Let $J$ be a closed bounded interval contained in $I$, let $\Omega '$ be a closed bounded interval contained in $\Omega$. Let $L= \max \{|f_x(t,x)|: t \in J, x\in \Omega '\}$. Then $$|f(t,x)-f(t,y)| = |f_x(t,\theta)(x-y)|\leq L|x-y|$$

With $\theta$ a point in the interval of extremes $x,y_\square$.

I don't get this proof, what theorem allows to the author to write that equality? I thought it was the mean value theorem, but that's for a single variable.

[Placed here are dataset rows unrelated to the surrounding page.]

//! OG image generation through an external screenshot script
//!
//! Images are cached by file presence: once `<stem>-og-image.png` exists it
//! is never regenerated.

use anyhow::{bail, Context, Result};
use std::fs;
use std::io::Write;
use std::path::{Path, PathBuf};
use std::process::Command;
use walkdir::WalkDir;

use crate::content::collection::{is_base_file, is_markdown_file};
use crate::content::{ContentItem, ContentLoader};
use crate::data::DataBag;
use crate::templates::{RenderContext, Renderer};
use crate::Site;

/// Template rendered to HTML before the screenshot is taken
pub const OG_TEMPLATE: &str = "og-image.html";

pub struct OgImageGenerator {
    program: String,
    script: PathBuf,
    output_dir: PathBuf,
    url_prefix: String,
}

impl OgImageGenerator {
    pub fn new(site: &Site) -> Self {
        let og = &site.config.og_image;
        Self::with_options(
            &og.program,
            site.base_dir.join(&og.script),
            site.base_dir.join(&og.output_dir),
            &og.url_prefix,
        )
    }

    pub fn with_options(
        program: &str,
        script: impl Into<PathBuf>,
        output_dir: impl Into<PathBuf>,
        url_prefix: &str,
    ) -> Self {
        Self {
            program: program.to_string(),
            script: script.into(),
            output_dir: output_dir.into(),
            url_prefix: url_prefix.trim_end_matches('/').to_string(),
        }
    }

    /// `<stem>-og-image.png`
    pub fn image_name(source: &Path) -> String {
        let stem = source
            .file_stem()
            .and_then(|s| s.to_str())
            .unwrap_or_default();
        format!("{}-og-image.png", stem)
    }

    pub fn image_path(&self, source: &Path) -> PathBuf {
        self.output_dir.join(Self::image_name(source))
    }

    pub fn url_for(&self, source: &Path) -> String {
        format!("{}/{}", self.url_prefix, Self::image_name(source))
    }

    /// Produce the image for an item unless it already exists.
    /// Returns the public URL of the image.
    pub fn generate<R: Renderer + ?Sized>(&self, item: &ContentItem, renderer: &R) -> Result<String> {
        let image_path = self.image_path(&item.source);
        let url = self.url_for(&item.source);

        if image_path.exists() {
            tracing::debug!("OG image already exists for {:?}, skipping", item.source);
            return Ok(url);
        }

        fs::create_dir_all(&self.output_dir)
            .with_context(|| format!("Failed to create {:?}", self.output_dir))?;

        let data = DataBag::new();
        let html = renderer.render(
            OG_TEMPLATE,
            &RenderContext {
                page: item,
                data: &data,
                feed: &[],
            },
        )?;

        // Removed when dropped, whether or not the script succeeds
        let mut html_file = tempfile::Builder::new()
            .prefix("og-")
            .suffix(".html")
            .tempfile_in(&self.output_dir)?;
        html_file.write_all(html.as_bytes())?;
        html_file.flush()?;

        let status = Command::new(&self.program)
            .arg(&self.script)
            .arg(html_file.path())
            .arg(&image_path)
            .status()
            .with_context(|| format!("Failed to run {} {:?}", self.program, self.script))?;

        if !status.success() {
            bail!(
                "Screenshot script failed for {:?} ({})",
                item.source,
                status
            );
        }

        tracing::info!("Generated OG image {:?}", image_path);
        Ok(url)
    }

    /// Generate images for every non-draft item. Per-item failures are
    /// logged; returns the number of items that have an image afterwards.
    pub fn generate_all<R: Renderer + ?Sized>(
        &self,
        loader: &ContentLoader,
        renderer: &R,
    ) -> Result<usize> {
        let root = loader.content_dir();
        let mut done = 0;

        for entry in WalkDir::new(root).sort_by_file_name() {
            let entry = entry?;
            let path = entry.path();
            if !entry.file_type().is_file() || !is_markdown_file(path) || is_base_file(path) {
                continue;
            }

            let relative = path.strip_prefix(root).unwrap_or(path);
            let item = match loader.load(relative) {
                Ok(item) => item,
                Err(e) if e.is_draft() => continue,
                Err(e) => {
                    tracing::warn!("Failed to load {:?}: {}", relative, e);
                    continue;
                }
            };

            match self.generate(&item, renderer) {
                Ok(_) => done += 1,
                Err(e) => tracing::warn!("Failed to generate OG image for {:?}: {:#}", relative, e),
            }
        }

        Ok(done)
    }
}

Could someone explain in a more detailed manner this proof?

Thanks!

• Sit on $t$ and don't let it move no matter how much it struggles. Then you have a function of one variable and the MVT can be applied as if you were still in freshman calculus. – B. S. Thomson Nov 4 '15 at 17:27
• Shouldn't I let $t$ vary? I thought that lipschitcianity (is that a word?) on $x$ would mean that that inequality holds for whatever $t$... Could you elaborate a bit? – YoTengoUnLCD Nov 4 '15 at 17:30
• After you have established this inequality by applying the calculus version of the mean value theorem to the function $x \to f(t,x)$ for each fixed value of $t$ then sit back and let $t$ run free and wild. In short: $(u,v)\to f(u,v)$ is a function of two variables but $v\to f(c,v)$ is a function of one variable (with $c$ held fixed for the moment). That was how you learned partial derivatives. Think of this as "the partial mean value theorem." You just have to "see" this point of view. – B. S. Thomson Nov 4 '15 at 21:18
• I see, let's say I have a different $L$ for each t. If I pick the maximum of all of these $L$s, that would be the one that works for all $t$ (the Lipchitz constant?). Thanks! – YoTengoUnLCD Nov 5 '15 at 0:36
• Absolutely perfect! – B. S. Thomson Nov 5 '15 at 1:03

The OP and I have cleared up the confusion here. The situation is a common one. Here we have someone quite confident on applying the mean-value theorem of the calculus in its usual form: If $g:[a,b]\to \mathbb{R}$ is continuous and $g'(x)$ exists at every interior point of the interval then, for all points $x$, $y$ in that interval and for some $\xi$ between $x$ and $y$, $$|g(x)-g(y)|=|g'(\xi)||x-y|.$$
But here it appears in a disguise: $$|f(t,x)-f(t,y)| = |f_x(t,\theta)| |x-y|$$ where the partial derivative $f_x$ is assumed to exist in a rectangle $[a,b]\times[c,d]$.